Speculation runs wild about the building's former uses. Blogtown readers called it the "Fight Club House" when I posted a picture asking questions, saying they daydream of Scooby-Doo adventures taking place inside. Others said it was a former home for juvenile delinquents, or a derelict train station.

It is none of the above.

The building, it turns out, was built in 1913 as the Portland Gas and Coke Company's gas plant—making gas from coal, according to White. It was closed in 1957 when the Gas and Coke Company changed its name to NW Natural, and is now awaiting cleanup from reported contamination associated with its former use.

"You can't go in there," said the security guard, when I showed up last Thursday morning, August 21, on the off chance that I'd get in. I had a secret weapon: the Oregonian's occasional architecture critic, Brian Libby, and hoped Libby's credentials—which he ultimately didn't even offer—might afford the pair of us a little leeway.

"And you can't take pictures either," the guard grumbled.

"I guess I'm just a Mercury reporter for today," Libby shrugged.

Defeated, we opted to carry out a critique of the building from just beyond the wire fence surrounding it. The building represents a curious transition between the 19th and 20th centuries, in that it is more sparsely modern than most old buildings, and yet far more design attention was clearly paid to it than to the modern industrial gas bubbles that now lurk behind it. It has sash windows, for example. And gables. These are odd touches for a building with its former function, and the clock tower, now missing its clock, is even historically suggestive of a newspaper building, Libby said. An ideal location for the Mercury's offices, I mused.

"If the building weren't what it is, you would have a beautiful old building at the foot of Portland's most beautiful bridge," Libby said, as a shower started to fall.

In the rain, the building took on an even more powerful emotional presence. I wouldn't be surprised if by 2030, it has been rehabilitated into a waterfront hotel on the Willamette, and NW Natural is a memory from the past. Structurally, the place seems in good condition, despite sitting vacant for 51 years.

"It feels like this building is being held prisoner," Libby continued. "Because it really seems to want to live, in a sense."

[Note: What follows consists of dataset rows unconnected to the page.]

#[cfg(test)]
mod tests {
    use super::*;
    use crate::storage::{IdentityDatabase, StorageResult};
    use serde_json::json;
    use std::sync::atomic::{AtomicUsize, Ordering};
    use tempfile::TempDir;
    use uuid::Uuid;

    fn test_db() -> (IdentityDatabase, TempDir) {
        let dir = TempDir::new().unwrap();
        let db = IdentityDatabase::open(&dir.path().join("pidp.redb")).unwrap();
        (db, dir)
    }

    fn github(account_id: &str, email: &str, raw: serde_json::Value) -> ExternalIdentity {
        ExternalIdentity {
            provider: "github".to_string(),
            provider_account_id: account_id.to_string(),
            email: email.to_string(),
            full_name: Some("Octo Cat".to_string()),
            avatar_url: Some("https://avatars.example.com/1".to_string()),
            raw,
        }
    }

    #[test]
    fn first_login_creates_passwordless_user() {
        let (db, _dir) = test_db();
        let resolver = IdentityResolver::new(&db, LinkPolicy::default());

        let resolved = resolver
            .resolve(&github("1", "octo@example.com", json!({ "id": 1 })))
            .unwrap();
        assert_eq!(resolved.outcome, ResolutionOutcome::Created);

        let user = db.get(resolved.user.id).unwrap().unwrap();
        assert!(user.password_hash.is_none());
        assert_eq!(user.provider(), Some("github"));
        assert_eq!(user.full_name.as_deref(), Some("Octo Cat"));
        assert_eq!(
            user.profile.avatar_url.as_deref(),
            Some("https://avatars.example.com/1")
        );
        assert_eq!(user.provider_data, json!({ "id": 1 }));
    }

    #[test]
    fn returning_login_keeps_one_row_with_latest_payload() {
        let (db, _dir) = test_db();
        let resolver = IdentityResolver::new(&db, LinkPolicy::default());

        let first = resolver
            .resolve(&github("1", "octo@example.com", json!({ "bio": "first" })))
            .unwrap();
        let mut again = github("1", "octo@example.com", json!({ "company": "second" }));
        again.full_name = Some("Renamed".to_string());
        let second = resolver.resolve(&again).unwrap();

        assert_eq!(second.outcome, ResolutionOutcome::Returning);
        assert_eq!(second.user.id, first.user.id);

        let stored = db.get(first.user.id).unwrap().unwrap();
        assert_eq!(stored.provider_data, json!({ "company": "second" }));
        assert_eq!(stored.full_name.as_deref(), Some("Renamed"));
        assert_eq!(db.get_many(&[first.user.id]).unwrap().len(), 1);
    }

    #[test]
    fn returning_login_without_name_keeps_stored_name() {
        let (db, _dir) = test_db();
        let resolver = IdentityResolver::new(&db, LinkPolicy::default());
        let first = resolver.resolve(&github("1", "octo@example.com", json!({}))).unwrap();

        let mut nameless = github("1", "octo@example.com", json!({ "v": 2 }));
        nameless.full_name = None;
        let again = resolver.resolve(&nameless).unwrap();

        assert_eq!(again.user.id, first.user.id);
        assert_eq!(again.user.full_name.as_deref(), Some("Octo Cat"));
        assert_eq!(again.user.provider_data, json!({ "v": 2 }));
    }

    #[test]
    fn linking_keeps_profile_edit_made_after_lookup() {
        let (db, _dir) = test_db();
        let local = User::with_password("edit@example.com", None, "h".to_string());
        db.insert(&local).unwrap();

        // The profile edit commits while the callback is between lookup and write
        let stale = db.get(local.id).unwrap().unwrap();
        db.update_with(local.id, &mut |u: &mut User| {
            u.profile.bio = Some("fresh".to_string());
        })
        .unwrap();

        let resolver = IdentityResolver::new(&db, LinkPolicy::default());
        let linked = resolver
            .resolve(&github("42", "edit@example.com", json!({ "id": 42 })))
            .unwrap();

        assert_eq!(linked.user.id, stale.id);
        assert_eq!(linked.user.profile.bio.as_deref(), Some("fresh"));
        assert_eq!(
            linked.user.linked_identity,
            Some(LinkedIdentity::new("github", "42"))
        );
    }

    #[test]
    fn provider_email_links_password_account() {
        let (db, _dir) = test_db();
        let local = User::with_password("alice@example.com", Some("Alice".to_string()), "h".to_string());
        db.insert(&local).unwrap();

        let resolver = IdentityResolver::new(&db, LinkPolicy::TrustProviderEmail);
        let resolved = resolver
            .resolve(&github("42", "Alice@Example.com", json!({ "id": 42 })))
            .unwrap();

        assert_eq!(resolved.outcome, ResolutionOutcome::Linked);
        assert_eq!(resolved.user.id, local.id);

        let stored = db.get(local.id).unwrap().unwrap();
        assert_eq!(
            stored.linked_identity,
            Some(LinkedIdentity::new("github", "42"))
        );
        assert_eq!(stored.password_hash.as_deref(), Some("h"));
        assert_eq!(stored.full_name.as_deref(), Some("Alice"));
        assert_eq!(stored.email, "alice@example.com");
        assert!(db.find_by_provider("github", "42").unwrap().is_some());
    }

    #[test]
    fn linking_replaces_previous_provider() {
        let (db, _dir) = test_db();
        let resolver = IdentityResolver::new(&db, LinkPolicy::TrustProviderEmail);

        let created = resolver
            .resolve(&github("7", "dev@example.com", json!({})))
            .unwrap();
        let google = ExternalIdentity {
            provider: "google".to_string(),
            provider_account_id: "g-7".to_string(),
            email: "dev@example.com".to_string(),
            full_name: None,
            avatar_url: None,
            raw: json!({ "sub": "g-7" }),
        };
        let linked = resolver.resolve(&google).unwrap();

        assert_eq!(linked.outcome, ResolutionOutcome::Linked);
        assert_eq!(linked.user.id, created.user.id);
        assert_eq!(linked.user.provider(), Some("google"));
        assert!(db.find_by_provider("github", "7").unwrap().is_none());
        assert_eq!(linked.user.provider_data, json!({ "sub": "g-7" }));
    }

    #[test]
    fn disabled_policy_refuses_email_link() {
        let (db, _dir) = test_db();
        let local = User::with_password("alice@example.com", None, "h".to_string());
        db.insert(&local).unwrap();

        let resolver = IdentityResolver::new(&db, LinkPolicy::Disabled);
        let result = resolver.resolve(&github("42", "alice@example.com", json!({})));

        assert!(matches!(result, Err(IdentityError::LinkingDisabled)));
        assert!(db.get(local.id).unwrap().unwrap().linked_identity.is_none());
    }

    #[test]
    fn disabled_policy_still_admits_returning_and_new_users() {
        let (db, _dir) = test_db();
        let resolver = IdentityResolver::new(&db, LinkPolicy::Disabled);

        let created = resolver.resolve(&github("9", "new@example.com", json!({}))).unwrap();
        let returning = resolver.resolve(&github("9", "new@example.com", json!({}))).unwrap();
        assert_eq!(created.outcome, ResolutionOutcome::Created);
        assert_eq!(returning.outcome, ResolutionOutcome::Returning);
    }

    /// Repository whose first inserts fail as if another request got there first.
    struct RacingRepository<'a> {
        inner: &'a IdentityDatabase,
        winner: User,
        lost_races: AtomicUsize,
        races_to_lose: usize,
    }

    impl UserRepository for RacingRepository<'_> {
        fn get(&self, id: Uuid) -> StorageResult<Option<User>> {
            self.inner.get(id)
        }
        fn get_many(&self, ids: &[Uuid]) -> StorageResult<Vec<User>> {
            self.inner.get_many(ids)
        }
        fn find_by_email(&self, email: &str) -> StorageResult<Option<User>> {
            self.inner.find_by_email(email)
        }
        fn find_by_provider(&self, provider: &str, account_id: &str) -> StorageResult<Option<User>> {
            self.inner.find_by_provider(provider, account_id)
        }
        fn insert(&self, user: &User) -> StorageResult<()> {
            if self.lost_races.fetch_add(1, Ordering::SeqCst) < self.races_to_lose {
                // The concurrent request commits its row first
                let _ = self.inner.insert(&self.winner);
                return Err(StorageError::AlreadyExists("email".to_string()));
            }
            self.inner.insert(user)
        }
        fn update(&self, user: &User) -> StorageResult<User> {
            self.inner.update(user)
        }
        fn update_with(
            &self,
            id: Uuid,
            mutate: &mut dyn FnMut(&mut User),
        ) -> StorageResult<User> {
            self.inner.update_with(id, mutate)
        }
        fn ping(&self) -> StorageResult<()> {
            self.inner.ping()
        }
    }

    #[test]
    fn lost_creation_race_resolves_to_winner() {
        let (db, _dir) = test_db();
        let winner = User::from_provider(
            "race@example.com",
            None,
            LinkedIdentity::new("github", "5"),
            json!({}),
        );
        let repo = RacingRepository {
            inner: &db,
            winner: winner.clone(),
            lost_races: AtomicUsize::new(0),
            races_to_lose: 1,
        };

        let resolver = IdentityResolver::new(&repo, LinkPolicy::default());
        let resolved = resolver
            .resolve(&github("5", "race@example.com", json!({ "late": true })))
            .unwrap();

        assert_eq!(resolved.user.id, winner.id);
        assert_eq!(resolved.outcome, ResolutionOutcome::Returning);
        assert_eq!(db.find_by_email("race@example.com").unwrap().unwrap().id, winner.id);
    }

    #[test]
    fn persistent_conflict_gives_up() {
        let (db, _dir) = test_db();
        let repo = RacingRepository {
            inner: &db,
            // Different email, so every retry misses it and tries to insert again
            winner: User::with_password("other@example.com", None, "h".to_string()),
            lost_races: AtomicUsize::new(0),
            races_to_lose: usize::MAX,
        };

        let resolver = IdentityResolver::new(&repo, LinkPolicy::default());
        let result = resolver.resolve(&github("5", "stuck@example.com", json!({})));
        assert!(matches!(
            result,
            Err(IdentityError::Contention(MAX_RESOLVE_ATTEMPTS))
        ));
    }

    #[test]
    fn profile_without_email_is_not_an_identity() {
        let profile = ProviderProfile {
            provider_account_id: "1".to_string(),
            email: None,
            full_name: None,
            avatar_url: None,
            raw: json!({}),
        };
        assert!(ExternalIdentity::from_profile("github", profile.clone()).is_none());

        let blank = ProviderProfile {
            email: Some("  ".to_string()),
            ..profile.clone()
        };
        assert!(ExternalIdentity::from_profile("github", blank).is_none());

        let with_email = ProviderProfile {
            email: Some(" a@example.com ".to_string()),
            ..profile
        };
        let identity = ExternalIdentity::from_profile("github", with_email).unwrap();
        assert_eq!(identity.email, "a@example.com");
        assert_eq!(identity.provider, "github");
    }

    #[test]
    fn link_policy_parsing() {
        assert_eq!("trust_email".parse::<LinkPolicy>(), Ok(LinkPolicy::TrustProviderEmail));
        assert_eq!("DISABLED".parse::<LinkPolicy>(), Ok(LinkPolicy::Disabled));
        assert!("maybe".parse::<LinkPolicy>().is_err());
        assert!(LinkPolicy::default().links_by_email());
    }
}
// SPDX-License-Identifier: CEPL-1.0
use anyhow::{Context, Result};
use kronic_platform::WindowSettings;
use kronic_render::RenderConfig;
use serde::Deserialize;
use std::fs;
use std::io::ErrorKind;
use std::path::Path;
use tracing::info;

#[derive(Debug, Deserialize, Clone, PartialEq)]
#[serde(default)]
pub struct RenderCfg {
    pub app_name: String,
    pub clear_color: [f32; 4],
    pub vsync: bool,
    pub validation: bool,
}

impl Default for RenderCfg {
    fn default() -> Self {
        let d = RenderConfig::default();
        RenderCfg {
            app_name: d.app_name,
            clear_color: d.clear_color,
            vsync: d.vsync,
            validation: d.validation,
        }
    }
}

impl RenderCfg {
    /// Command-line flags, when given, win over the file.
    pub fn resolve(self, validation: Option<bool>, vsync: Option<bool>) -> RenderConfig {
        RenderConfig {
            app_name: self.app_name,
            clear_color: self.clear_color,
            vsync: vsync.unwrap_or(self.vsync),
            validation: validation.unwrap_or(self.validation),
        }
    }
}

#[derive(Debug, Deserialize, Default, Clone, PartialEq)]
#[serde(default)]
pub struct AppCfg {
    pub window: WindowSettings,
    pub render: RenderCfg,
}

pub fn parse_cfg(text: &str) -> Result<AppCfg, toml::de::Error> {
    toml::from_str(text)
}

pub fn load_cfg(path: &Path) -> Result<AppCfg> {
    match fs::read_to_string(path) {
        Ok(s) => parse_cfg(&s).with_context(|| format!("parsing config {}", path.display())),
        Err(e) if e.kind() == ErrorKind::NotFound => {
            info!("no config at {}, using defaults", path.display());
            Ok(AppCfg::default())
        }
        Err(e) => Err(e).with_context(|| format!("reading config {}", path.display())),
    }
}

#[cfg(test)]
mod tests {
    use super::*;

    #[test]
    fn empty_file_is_all_defaults() {
        assert_eq!(parse_cfg("").unwrap(), AppCfg::default());
    }

    #[test]
    fn partial_tables_keep_remaining_defaults() {
        let cfg = parse_cfg(
            r#"
            [window]
            width = 1280
            resizable = true

            [render]
            clear_color = [0.1, 0.2, 0.3, 1.0]
            "#,
        )
        .unwrap();
        assert_eq!(cfg.window.title, "Vulkan");
        assert_eq!((cfg.window.width, cfg.window.height), (1280, 600));
        assert!(cfg.window.resizable);
        assert_eq!(cfg.render.clear_color, [0.1, 0.2, 0.3, 1.0]);
        assert_eq!(cfg.render.app_name, "Hello Triangle");
        assert!(cfg.render.vsync);
    }

    #[test]
    fn malformed_file_is_an_error() {
        assert!(parse_cfg("[window]\nwidth = \"wide\"").is_err());
        assert!(parse_cfg("[render").is_err());
    }

    #[test]
    fn missing_file_yields_defaults() {
        let path = std::env::temp_dir().join("kronic-config-that-does-not-exist.toml");
        assert_eq!(load_cfg(&path).unwrap(), AppCfg::default());
    }

    #[test]
    fn malformed_file_error_names_the_path() {
        let path = std::env::temp_dir().join(format!("kronic-bad-{}.toml", std::process::id()));
        fs::write(&path, "vsync = = true").unwrap();
        let err = load_cfg(&path).unwrap_err();
        fs::remove_file(&path).ok();
        assert!(format!("{err}").contains(&path.display().to_string()));
    }

    #[test]
    fn flags_override_file_values() {
        let file = RenderCfg {
            vsync: true,
            validation: false,
            ..Default::default()
        };
        let rc = file.clone().resolve(Some(true), Some(false));
        assert!(rc.validation);
        assert!(!rc.vsync);

        let rc = file.resolve(None, None);
        assert!(!rc.validation);
        assert!(rc.vsync);
        assert_eq!(rc.app_name, "Hello Triangle");
    }
}
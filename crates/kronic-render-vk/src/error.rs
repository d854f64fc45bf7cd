// SPDX-License-Identifier: CEPL-1.0
use ash::vk;
use thiserror::Error;

/// Set-up failures a caller may want to tell apart from plain driver errors.
#[derive(Debug, Error)]
pub enum SetupError {
    #[error("validation layers requested, but not available (missing {layer})")]
    ValidationLayersUnavailable { layer: String },
    #[error("failed to find a GPU with Vulkan support")]
    NoVulkanDevice,
    #[error("failed to find a suitable GPU")]
    NoSuitableDevice,
    #[error("selected device has no graphics/present queue family for this surface")]
    IncompleteQueueFamilies,
    #[error("surface reports no supported formats")]
    NoSurfaceFormat,
    #[error("failed to create graphics pipeline: {0}")]
    PipelineCreation(vk::Result),
}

And it does. In an era where waterfront property is rapidly being given back to municipalities to be turned into viable commercial and residential centers, the fact that this building can sit derelict and be lorded over by a company clearly uninterested in satisfying my curiosity, or yours, seems nothing but a shame. Regardless of the security guard, I decided to snap a picture on our way out, just to get back at him.